START SUPPLIED MATERIAL
//! Action-selection policies.
//!
//! The set of policies is closed, so they are an enum with one dispatch
//! function rather than trait objects.

use std::fmt;
use std::str::FromStr;

use serde::{Deserialize, Serialize};

use crate::cfr::error::SolverError;
use crate::cfr::game::Decision;
use crate::cfr::tally::InformationSetTally;

/// How a decision's action distribution is derived from its tally.
#[derive(Debug, Clone, Copy, PartialEq, Eq, Hash, Default, Serialize, Deserialize)]
#[serde(rename_all = "snake_case")]
pub enum ActionStrategy {
    /// Current regret-matching strategy.
    RegretMatching,
    /// Regret matching with tiny probabilities pruned.
    RegretMatchingWithPruning,
    /// Time-averaged strategy (the equilibrium approximation).
    #[default]
    AverageStrategy,
    /// One-hot on the action chosen by the last best-response computation.
    BestResponse,
}

impl ActionStrategy {
    /// All variants.
    pub const ALL: [ActionStrategy; 4] = [
        ActionStrategy::RegretMatching,
        ActionStrategy::RegretMatchingWithPruning,
        ActionStrategy::AverageStrategy,
        ActionStrategy::BestResponse,
    ];

    /// Stable name, matching the serde representation.
    pub fn name(self) -> &'static str {
        match self {
            ActionStrategy::RegretMatching => "regret_matching",
            ActionStrategy::RegretMatchingWithPruning => "regret_matching_with_pruning",
            ActionStrategy::AverageStrategy => "average_strategy",
            ActionStrategy::BestResponse => "best_response",
        }
    }
}

impl fmt::Display for ActionStrategy {
    fn fmt(&self, f: &mut fmt::Formatter<'_>) -> fmt::Result {
        f.write_str(self.name())
    }
}

impl FromStr for ActionStrategy {
    type Err = SolverError;

    fn from_str(s: &str) -> Result<Self, Self::Err> {
        let normalized = s.trim().to_ascii_lowercase().replace('-', "_");
        Self::ALL
            .into_iter()
            .find(|strategy| strategy.name() == normalized)
            .ok_or_else(|| SolverError::UnsupportedActionStrategy(s.to_string()))
    }
}

/// Fill `probs` with the action distribution at a decision.
///
/// A forced action (`always_do_action`) overrides every policy.
pub fn action_probabilities(
    strategy: ActionStrategy,
    decision: &Decision,
    tally: &InformationSetTally,
    pruning_threshold: f64,
    probs: &mut [f64],
) {
    if let Some(forced) = decision.always_do_action {
        one_hot(forced as usize - 1, probs);
        return;
    }
    match strategy {
        ActionStrategy::RegretMatching => tally.get_regret_matching_probabilities(probs),
        ActionStrategy::RegretMatchingWithPruning => {
            tally.get_regret_matching_probabilities_with_pruning(pruning_threshold, probs)
        }
        ActionStrategy::AverageStrategy => tally.get_average_strategies(probs),
        ActionStrategy::BestResponse => {
            one_hot(tally.get_best_response_action() as usize - 1, probs)
        }
    }
}

fn one_hot(index: usize, probs: &mut [f64]) {
    probs.fill(0.0);
    probs[index] = 1.0;
}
END SUPPLIED MATERIAL
**TASK GOAL**
The whole listing needs repeating. Match each line exactly.

**OUTPUT OF THE EXERCISE**
//! Action-selection policies.
//!
//! The set of policies is closed, so they are an enum with one dispatch
//! function rather than trait objects.

use std::fmt;
use std::str::FromStr;

use serde::{Deserialize, Serialize};

use crate::cfr::error::SolverError;
use crate::cfr::game::Decision;
use crate::cfr::tally::InformationSetTally;

/// How a decision's action distribution is derived from its tally.
#[derive(Debug, Clone, Copy, PartialEq, Eq, Hash, Default, Serialize, Deserialize)]
#[serde(rename_all = "snake_case")]
pub enum ActionStrategy {
    /// Current regret-matching strategy.
    RegretMatching,
    /// Regret matching with tiny probabilities pruned.
    RegretMatchingWithPruning,
    /// Time-averaged strategy (the equilibrium approximation).
    #[default]
    AverageStrategy,
    /// One-hot on the action chosen by the last best-response computation.
    BestResponse,
}

impl ActionStrategy {
    /// All variants.
    pub const ALL: [ActionStrategy; 4] = [
        ActionStrategy::RegretMatching,
        ActionStrategy::RegretMatchingWithPruning,
        ActionStrategy::AverageStrategy,
        ActionStrategy::BestResponse,
    ];

    /// Stable name, matching the serde representation.
    pub fn name(self) -> &'static str {
        match self {
            ActionStrategy::RegretMatching => "regret_matching",
            ActionStrategy::RegretMatchingWithPruning => "regret_matching_with_pruning",
            ActionStrategy::AverageStrategy => "average_strategy",
            ActionStrategy::BestResponse => "best_response",
        }
    }
}

impl fmt::Display for ActionStrategy {
    fn fmt(&self, f: &mut fmt::Formatter<'_>) -> fmt::Result {
        f.write_str(self.name())
    }
}

impl FromStr for ActionStrategy {
    type Err = SolverError;

    fn from_str(s: &str) -> Result<Self, Self::Err> {
        let normalized = s.trim().to_ascii_lowercase().replace('-', "_");
        Self::ALL
            .into_iter()
            .find(|strategy| strategy.name() == normalized)
            .ok_or_else(|| SolverError::UnsupportedActionStrategy(s.to_string()))
    }
}

/// Fill `probs` with the action distribution at a decision.
///
/// A forced action (`always_do_action`) overrides every policy.
pub fn action_probabilities(
    strategy: ActionStrategy,
    decision: &Decision,
    tally: &InformationSetTally,
    pruning_threshold: f64,
    probs: &mut [f64],
) {
    if let Some(forced) = decision.always_do_action {
        one_hot(forced as usize - 1, probs);
        return;
    }
    match strategy {
        ActionStrategy::RegretMatching => tally.get_regret_matching_probabilities(probs),
        ActionStrategy::RegretMatchingWithPruning => {
            tally.get_regret_matching_probabilities_with_pruning(pruning_threshold, probs)
        }
        ActionStrategy::AverageStrategy => tally.get_average_strategies(probs),
        ActionStrategy::BestResponse => {
            one_hot(tally.get_best_response_action() as usize - 1, probs)
        }
    }
}

fn one_hot(index: usize, probs: &mut [f64]) {
    probs.fill(0.0);
    probs[index] = 1.0;
}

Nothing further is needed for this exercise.